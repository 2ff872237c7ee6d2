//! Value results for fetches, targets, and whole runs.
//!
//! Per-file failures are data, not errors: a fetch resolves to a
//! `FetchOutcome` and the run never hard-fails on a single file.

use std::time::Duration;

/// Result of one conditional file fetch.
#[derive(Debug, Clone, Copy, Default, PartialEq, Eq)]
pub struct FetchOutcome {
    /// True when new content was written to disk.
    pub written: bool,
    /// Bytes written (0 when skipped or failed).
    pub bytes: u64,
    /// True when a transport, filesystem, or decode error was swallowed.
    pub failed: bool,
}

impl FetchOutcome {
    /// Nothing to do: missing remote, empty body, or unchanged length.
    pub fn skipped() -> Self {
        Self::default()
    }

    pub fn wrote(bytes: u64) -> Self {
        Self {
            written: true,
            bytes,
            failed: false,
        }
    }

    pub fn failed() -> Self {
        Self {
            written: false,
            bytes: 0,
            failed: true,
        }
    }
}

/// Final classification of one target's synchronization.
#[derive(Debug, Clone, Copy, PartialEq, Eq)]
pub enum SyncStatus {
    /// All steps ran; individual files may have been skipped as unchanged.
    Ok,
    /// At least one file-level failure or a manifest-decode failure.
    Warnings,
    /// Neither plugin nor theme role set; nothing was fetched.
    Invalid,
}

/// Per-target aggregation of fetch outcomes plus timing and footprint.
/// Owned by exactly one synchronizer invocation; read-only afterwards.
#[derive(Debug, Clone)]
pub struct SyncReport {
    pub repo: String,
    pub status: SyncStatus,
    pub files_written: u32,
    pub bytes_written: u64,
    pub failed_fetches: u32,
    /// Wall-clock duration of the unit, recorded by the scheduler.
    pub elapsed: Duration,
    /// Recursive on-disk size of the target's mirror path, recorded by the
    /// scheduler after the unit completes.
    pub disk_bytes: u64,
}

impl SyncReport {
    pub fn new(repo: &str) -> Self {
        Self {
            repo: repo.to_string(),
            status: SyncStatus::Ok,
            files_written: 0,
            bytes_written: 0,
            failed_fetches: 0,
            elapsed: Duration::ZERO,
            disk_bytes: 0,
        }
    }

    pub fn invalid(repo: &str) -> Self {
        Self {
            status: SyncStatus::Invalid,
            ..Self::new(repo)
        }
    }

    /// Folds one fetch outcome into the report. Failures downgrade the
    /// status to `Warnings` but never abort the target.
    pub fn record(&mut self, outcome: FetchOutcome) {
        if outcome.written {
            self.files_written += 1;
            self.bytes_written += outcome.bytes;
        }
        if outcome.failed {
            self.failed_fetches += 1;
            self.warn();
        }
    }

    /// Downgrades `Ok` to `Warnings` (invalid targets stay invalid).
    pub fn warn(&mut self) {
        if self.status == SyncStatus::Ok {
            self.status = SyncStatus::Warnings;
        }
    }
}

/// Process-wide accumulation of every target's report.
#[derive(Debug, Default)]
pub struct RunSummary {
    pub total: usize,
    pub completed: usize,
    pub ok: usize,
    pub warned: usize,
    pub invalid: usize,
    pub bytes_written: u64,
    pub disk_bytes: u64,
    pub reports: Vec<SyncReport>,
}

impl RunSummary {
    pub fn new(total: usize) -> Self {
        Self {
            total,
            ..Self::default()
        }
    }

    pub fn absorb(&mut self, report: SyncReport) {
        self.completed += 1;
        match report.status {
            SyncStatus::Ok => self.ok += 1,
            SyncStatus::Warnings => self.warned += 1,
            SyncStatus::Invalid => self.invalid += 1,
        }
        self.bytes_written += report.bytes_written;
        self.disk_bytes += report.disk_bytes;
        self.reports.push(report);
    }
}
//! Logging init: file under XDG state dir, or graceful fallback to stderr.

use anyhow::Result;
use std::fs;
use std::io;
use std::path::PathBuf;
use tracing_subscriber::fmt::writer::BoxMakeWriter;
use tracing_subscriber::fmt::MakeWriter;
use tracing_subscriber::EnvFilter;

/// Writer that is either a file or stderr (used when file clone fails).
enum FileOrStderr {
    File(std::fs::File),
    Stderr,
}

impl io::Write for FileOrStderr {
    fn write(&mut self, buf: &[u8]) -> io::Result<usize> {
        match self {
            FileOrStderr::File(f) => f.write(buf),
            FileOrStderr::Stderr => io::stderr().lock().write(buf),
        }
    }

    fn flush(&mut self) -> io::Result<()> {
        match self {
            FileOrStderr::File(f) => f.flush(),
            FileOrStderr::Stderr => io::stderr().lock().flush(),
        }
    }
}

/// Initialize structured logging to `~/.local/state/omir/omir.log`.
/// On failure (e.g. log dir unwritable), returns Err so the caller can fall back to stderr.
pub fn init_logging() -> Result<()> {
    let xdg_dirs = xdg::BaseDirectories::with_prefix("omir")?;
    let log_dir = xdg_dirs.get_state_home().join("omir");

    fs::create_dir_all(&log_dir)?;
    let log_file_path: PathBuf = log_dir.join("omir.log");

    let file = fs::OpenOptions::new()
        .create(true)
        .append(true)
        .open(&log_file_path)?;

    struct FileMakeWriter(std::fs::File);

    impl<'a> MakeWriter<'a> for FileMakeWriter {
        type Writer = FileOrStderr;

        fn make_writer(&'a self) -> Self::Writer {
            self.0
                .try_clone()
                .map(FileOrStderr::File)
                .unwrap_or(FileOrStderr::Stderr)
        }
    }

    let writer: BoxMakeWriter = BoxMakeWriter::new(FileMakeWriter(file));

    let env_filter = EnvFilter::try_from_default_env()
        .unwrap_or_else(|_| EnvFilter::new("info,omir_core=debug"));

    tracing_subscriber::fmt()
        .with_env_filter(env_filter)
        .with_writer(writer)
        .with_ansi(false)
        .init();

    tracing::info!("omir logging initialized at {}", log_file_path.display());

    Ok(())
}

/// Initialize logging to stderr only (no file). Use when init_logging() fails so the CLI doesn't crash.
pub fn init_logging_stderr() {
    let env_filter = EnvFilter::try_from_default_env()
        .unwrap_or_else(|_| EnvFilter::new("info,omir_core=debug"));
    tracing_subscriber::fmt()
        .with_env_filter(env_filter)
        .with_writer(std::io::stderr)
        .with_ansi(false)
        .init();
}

—————

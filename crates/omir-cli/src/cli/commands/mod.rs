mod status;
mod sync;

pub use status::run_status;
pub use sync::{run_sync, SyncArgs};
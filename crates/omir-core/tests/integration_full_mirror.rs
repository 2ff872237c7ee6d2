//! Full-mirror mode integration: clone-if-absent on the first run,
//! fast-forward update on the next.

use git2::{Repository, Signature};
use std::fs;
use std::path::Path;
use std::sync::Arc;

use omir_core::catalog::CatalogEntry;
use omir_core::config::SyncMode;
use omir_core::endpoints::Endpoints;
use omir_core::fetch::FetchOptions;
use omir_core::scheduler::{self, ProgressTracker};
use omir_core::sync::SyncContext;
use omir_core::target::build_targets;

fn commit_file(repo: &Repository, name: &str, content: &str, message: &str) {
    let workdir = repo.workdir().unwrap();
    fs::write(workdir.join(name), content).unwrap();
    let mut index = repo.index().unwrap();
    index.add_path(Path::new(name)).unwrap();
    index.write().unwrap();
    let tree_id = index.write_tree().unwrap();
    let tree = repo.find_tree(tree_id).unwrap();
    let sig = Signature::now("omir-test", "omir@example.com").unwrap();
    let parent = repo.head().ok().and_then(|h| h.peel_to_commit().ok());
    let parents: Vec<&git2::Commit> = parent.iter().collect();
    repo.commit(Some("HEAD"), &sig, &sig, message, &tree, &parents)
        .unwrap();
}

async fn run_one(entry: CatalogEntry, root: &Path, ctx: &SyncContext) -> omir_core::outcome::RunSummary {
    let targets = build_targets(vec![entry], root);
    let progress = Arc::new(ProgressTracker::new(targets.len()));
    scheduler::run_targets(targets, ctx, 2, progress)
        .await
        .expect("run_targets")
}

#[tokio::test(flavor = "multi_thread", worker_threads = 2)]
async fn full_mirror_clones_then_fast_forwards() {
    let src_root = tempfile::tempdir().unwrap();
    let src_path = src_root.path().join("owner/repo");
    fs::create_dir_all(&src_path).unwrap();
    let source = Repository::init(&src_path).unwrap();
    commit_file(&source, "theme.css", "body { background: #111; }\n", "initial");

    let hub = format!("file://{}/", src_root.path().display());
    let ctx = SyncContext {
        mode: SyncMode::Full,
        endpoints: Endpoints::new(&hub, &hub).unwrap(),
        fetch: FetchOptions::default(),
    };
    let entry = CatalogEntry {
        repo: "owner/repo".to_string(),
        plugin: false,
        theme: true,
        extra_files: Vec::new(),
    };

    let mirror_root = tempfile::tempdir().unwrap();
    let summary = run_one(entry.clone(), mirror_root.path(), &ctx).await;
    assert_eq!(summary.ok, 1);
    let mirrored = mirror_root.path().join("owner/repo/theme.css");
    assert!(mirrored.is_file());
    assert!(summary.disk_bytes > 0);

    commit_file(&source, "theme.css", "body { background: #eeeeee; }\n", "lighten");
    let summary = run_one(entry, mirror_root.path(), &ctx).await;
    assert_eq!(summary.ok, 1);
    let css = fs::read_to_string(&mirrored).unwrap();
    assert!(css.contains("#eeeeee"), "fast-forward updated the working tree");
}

—————

WHAT IS NEEDED
The answer must be all the lines above that hold the word "CatalogEntry".

SOLUTION TO THIS EXERCISE
use omir_core::catalog::CatalogEntry;
async fn run_one(entry: CatalogEntry, root: &Path, ctx: &SyncContext) -> omir_core::outcome::RunSummary {
    let entry = CatalogEntry {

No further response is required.